In my own fiction, free spirits often act as overlords of some niche, whether that means they become a fixer for a stable of runners, or a guardian angel for a neighborhood, or the president of a local clock-makers guild. Their nature makes them the distilled essence of something, made sapient, and that something often becomes a major facet of their personality*; similarly, free spirits who were conjured [particularly allies, pace Seeks-the-Moon] often contain some facet inspired by their summoner; sometimes, the material of which they're made [for example, the car in the case of the city spirit above] informs their nature, as well, such that a spirit summoned in the shape of a beautiful human woman is likely to act at least a little like a beautiful human woman, while a spirit summoned in the shape of an animated bundle of sticks and leaves is unlikely to act like a billionaire playboy. But then it's extra interesting [or funny] when they do.

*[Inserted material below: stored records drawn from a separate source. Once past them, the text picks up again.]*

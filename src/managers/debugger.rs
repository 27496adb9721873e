//! Per-target debugger state.

use parking_lot::Mutex;
use tracing::debug;

use crate::identifiers::TargetId;
use crate::target::Target;

// ============================================================================
// DebuggerManager
// ============================================================================

/// Debugger collaborator notified when a debuggable target appears.
pub trait DebuggerManager: Send + Sync {
    /// Attaches per-target debugger state to `target`.
    ///
    /// Called only for targets whose connection exposes a `Debugger` agent.
    fn initialize_target(&self, target: &Target);
}

// ============================================================================
// DebuggerRegistry
// ============================================================================

/// Default [`DebuggerManager`].
///
/// Enables the target's `Debugger` agent and remembers the target.
#[derive(Debug, Default)]
pub struct DebuggerRegistry {
    targets: Mutex<Vec<TargetId>>,
}

impl DebuggerRegistry {
    /// Creates an empty registry.
    #[inline]
    #[must_use]
    pub fn new() -> Self {
        Self::default()
    }

    /// Returns targets initialized so far, in order.
    #[must_use]
    pub fn initialized_targets(&self) -> Vec<TargetId> {
        self.targets.lock().clone()
    }

    /// Returns `true` if `target_id` was initialized.
    #[must_use]
    pub fn is_initialized(&self, target_id: &TargetId) -> bool {
        self.targets.lock().contains(target_id)
    }
}

impl DebuggerManager for DebuggerRegistry {
    fn initialize_target(&self, target: &Target) {
        if let Some(agent) = target.connection().agents().debugger() {
            agent.enable();
        }

        let mut targets = self.targets.lock();
        if !targets.contains(target.identifier()) {
            debug!(target_id = %target.identifier(), "Debugger attached to target");
            targets.push(target.identifier().clone());
        }
    }
}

Those three aspects - focus, summoner, and material - are joined by a fourth: mana, the common thread to all spirits and magic, the burning heart of some reality far away from our own. All spirits are different vessels, filled from the same pitcher, and they're all connected in some subtle way; this usually manifests itself in a vague sense, whenever you're dealing with even the most basic spirit, that there's something it knows about reality that you don't, and that it's not telling you, particularly when it comes to your treatment of other spirits, or things that happened when other spirits were present. I like even my Watchers to seem like somewhere deep inside them lies an intelligence beyond our comprehension, and it's just not quite shining through the dim lens that is a Watcher, until every once in a while it turns its attention on you and something beyond shines through. If you can give people goosebumps with a force zero ball of astral fuzz, you're doing magic the way I like it.

*edit: Wow, what an awful explanation! Most of my spirits have a focus: if you're a fire elemental, that focus is pretty obvious. But when free spirits arise spontaneously, it's usually because - and here's where you have to bear with me on some SR/ED "basics of magic" bullshit - if enough people think or feel something, it becomes real. So if there's enough passion for clock-making in the world, eventually a sapient clock-maker will exist. If the belief is strong enough, and believed fervently by enough people, the being that arises will be godlike in its power: if we all believe really strongly in justice, eventually a God of Justice - call it a Passion, if it please you - will arise, with real power that it shares with real followers. This is the nature of mana: it turns intention into reality, whether that intention is purposeful [spellcasting, for example] or unconscious [we all subconsciously think often enough about rusted hulks of cars coming to life that eventually, one's actually going to]. So that's what I mean by "focus," whether you're the "God of Justice" or the "President of Clockmakers" or the "Guardian of Some Neighborhood."
Sixgun_Sage
Generally I use free spirits as a random element, you can never know precisely where one has made it's home and what it's nature is, until it has been observed, and of course the greater spirits, the ones with their own lore are quite literal forces of nature, embodying some element or force of the world. To use my earlier example of a spirit I've used the Krampus is, as I currently use him concerned with order, so he appears randomly but most often at the solstices to punish the wicked. In one game he was seemingly obsessed with a pornomancer pc who abused her powers.